It is possible to bypass the html filter by abusing the fact that <textarea> doesn't need to encode its content and <svg> is basically xml parsing mode.
So <svg><textarea></svg>... bypasses the filter easily. <textarea> can be replaced by any similar tags like <style> too. I found a similar XSS in Joplin recently using the same technique too.
As for the CSRF part, I noticed that it is possible to use method like OPTIONS, HEAD or TRACE to access /profile/edit, but couldn't find a way to send that with a HTTP body from browser.

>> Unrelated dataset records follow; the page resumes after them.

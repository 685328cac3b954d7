//! Per-engine provider registration with reference counting.
//!
//! Several widgets can sit on one editor engine. Providers and the
//! diagnostics poller are registered once per engine: the first widget
//! to acquire sets them up, the last one to release tears them down.
//! Records are keyed by the engine's identity (its allocation address);
//! the record keeps the engine alive, so the address cannot be reused
//! while it is a key.

use std::collections::HashMap;
use std::sync::{Arc, Mutex};
use std::time::Duration;

use tracing::{debug, info};

use super::diagnostics::DiagnosticsPoller;
use super::{Capability, Disposable, EditorEngine, LanguageProviders};
use crate::config::BridgeConfig;
use crate::service::{lock, ServiceClient};

type EngineKey = usize;

fn engine_key(engine: &Arc<dyn EditorEngine>) -> EngineKey {
    Arc::as_ptr(engine) as *const () as usize
}

struct ProviderRecord {
    engine: Arc<dyn EditorEngine>,
    count: usize,
    registrations: Vec<Box<dyn Disposable>>,
    poller: DiagnosticsPoller,
}

impl ProviderRecord {
    fn tear_down(self) {
        self.poller.stop();
        for registration in self.registrations {
            registration.dispose();
        }
    }
}

/// Proof that a widget holds a reference on an engine's providers.
///
/// Not `Clone`; [`ProviderRegistry::release`] consumes it, so each
/// acquisition is released at most once.
#[must_use = "a lease that is never released keeps the providers registered"]
#[derive(Debug)]
pub struct ProviderLease {
    key: EngineKey,
}

/// Host-owned table of per-engine provider records.
pub struct ProviderRegistry {
    client: ServiceClient,
    config: BridgeConfig,
    records: Mutex<HashMap<EngineKey, ProviderRecord>>,
}

impl std::fmt::Debug for ProviderRegistry {
    fn fmt(&self, f: &mut std::fmt::Formatter<'_>) -> std::fmt::Result {
        f.debug_struct("ProviderRegistry")
            .field("engines", &self.len())
            .finish_non_exhaustive()
    }
}

impl ProviderRegistry {
    pub fn new(client: ServiceClient, config: &BridgeConfig) -> Self {
        Self {
            client,
            config: config.clone(),
            records: Mutex::new(HashMap::new()),
        }
    }

    pub fn client(&self) -> &ServiceClient {
        &self.client
    }

    fn diagnostics_interval(&self) -> Duration {
        self.config.diagnostics_interval()
    }

    /// Take a reference on the engine's providers, registering them and
    /// starting diagnostics on first use. Must run inside a tokio runtime.
    pub fn acquire(&self, engine: Arc<dyn EditorEngine>) -> ProviderLease {
        let key = engine_key(&engine);
        let mut records = lock(&self.records);

        if let Some(record) = records.get_mut(&key) {
            record.count += 1;
            debug!(engine = key, count = record.count, "provider record shared");
            return ProviderLease { key };
        }

        let providers = Arc::new(LanguageProviders::new(self.client.clone(), &self.config));
        let registrations = Capability::ALL
            .iter()
            .map(|capability| engine.register(*capability, providers.clone()))
            .collect();
        let poller = DiagnosticsPoller::start(
            self.client.clone(),
            engine.clone(),
            self.diagnostics_interval(),
        );
        records.insert(
            key,
            ProviderRecord {
                engine,
                count: 1,
                registrations,
                poller,
            },
        );
        info!(engine = key, "language providers registered");
        ProviderLease { key }
    }

    /// Drop a reference; the last one disposes every registration and
    /// stops diagnostics.
    pub fn release(&self, lease: ProviderLease) {
        let removed = {
            let mut records = lock(&self.records);
            match records.get_mut(&lease.key) {
                Some(record) if record.count > 1 => {
                    record.count -= 1;
                    debug!(engine = lease.key, count = record.count, "provider reference released");
                    None
                }
                Some(_) => records.remove(&lease.key),
                None => {
                    debug!(engine = lease.key, "release after shutdown ignored");
                    None
                }
            }
        };

        if let Some(record) = removed {
            record.tear_down();
            info!(engine = lease.key, "language providers disposed");
        }
    }

    /// Outstanding leases on an engine.
    pub fn ref_count(&self, engine: &Arc<dyn EditorEngine>) -> usize {
        lock(&self.records)
            .get(&engine_key(engine))
            .map(|record| record.count)
            .unwrap_or(0)
    }

    pub fn len(&self) -> usize {
        lock(&self.records).len()
    }

    pub fn is_empty(&self) -> bool {
        lock(&self.records).is_empty()
    }

    /// Tear down every record regardless of outstanding leases.
    pub fn shutdown(&self) {
        let records: Vec<ProviderRecord> = lock(&self.records).drain().map(|(_, r)| r).collect();
        let count = records.len();
        for record in records {
            record.tear_down();
        }
        self.client.shutdown();
        info!(engines = count, "provider registry shut down");
    }
}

So I abused the fact web.jctf.pro isn't in PSL, which means it is possible to set session from a samesite page like http://xssl.web.jctf.pro/.
But naively setting cookie using document.cookie = 'session=... ;path=/profile; domain=web.jctf.pro' doesn't work for some reason.
I presume that it is probably because xssl.web.jctf.pro sets a http:// cookie but the origin session cookie is Secure, so Chrome doesn't let you override it that way.
Fortunately, there is a interesting article Cookie Bugs - Smuggling & Injection describes what to do in this case.
The empty key behavior (document.cookie = '=a=b') creates a cookie with key being a empty string and a value being a=b, but it serializes to a=b in Cookie header.
According to Go's cookie parsing, we know it is spliting on ; to get multiple parts, and then split on = to get key and value.
So a=b will be seen as a cookie with key a and value b by Go, which is exactly what we want.